Democratic voters clearly aren’t buying the “electability” argument against Bernie Sanders, and they may be right. But the real question is: Are his rivals willing to make a serious policy case against him?
We don’t think James Carville is wrong to pooh-pooh the theory that Sanders will “galvanize heretofore sleepy parts of [the] electorate” to win in November, but President Trump’s victory in 2016 is ample proof that the old rules about ideological appeals miss how American voters think these days.
Which leaves it to the Democrats trying to derail Bernie to finally flag the utter lunacy of his policies.
It’s not just that Medicare for All would be insanely expensive, or even that it would force half the country to give up the private health insurance they have now: It’s that it would inevitably lead to rationing of care, because governments are horrible at investing wisely in everything from R&D to basic infrastructure. (Look at your roads, New York!)

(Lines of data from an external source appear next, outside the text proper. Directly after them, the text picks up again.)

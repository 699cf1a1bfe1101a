//! Chunked incremental scanning of the upstream playlist

pub mod job;
pub mod progress;
pub mod queue;
pub mod state;

pub use job::ScanJob;
pub use progress::{ProgressReport, ProgressTracker};
pub use queue::{retry_delay, retry_warning_due, ScanQueue};
pub use state::{ScanActivity, ScanState};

And the Green New Deal — which all the candidates embrace for fear of losing to Bernie and the left — is arrant nonsense: a huge pile of outdated socialism on top of “anti-carbon” moves that would devastate the US economy.
Not to mention the foreign policy of a guy who keeps looking at the bright side of anti-democratic socialism, from the old USSR to Castro’s Cuba to Venezuela today.
As if Fidel Castro’s “massive literacy program” made up for the way he turned Cuba into one of the hemisphere’s poorest nations, yet kept power because (as Sen. Marco Rubio put it) “his opponents were jailed, murdered or exiled.”
If they don’t find the guts to start calling out Sanders’ extremism now, his Democratic rivals will be toast by the end of Super Tuesday.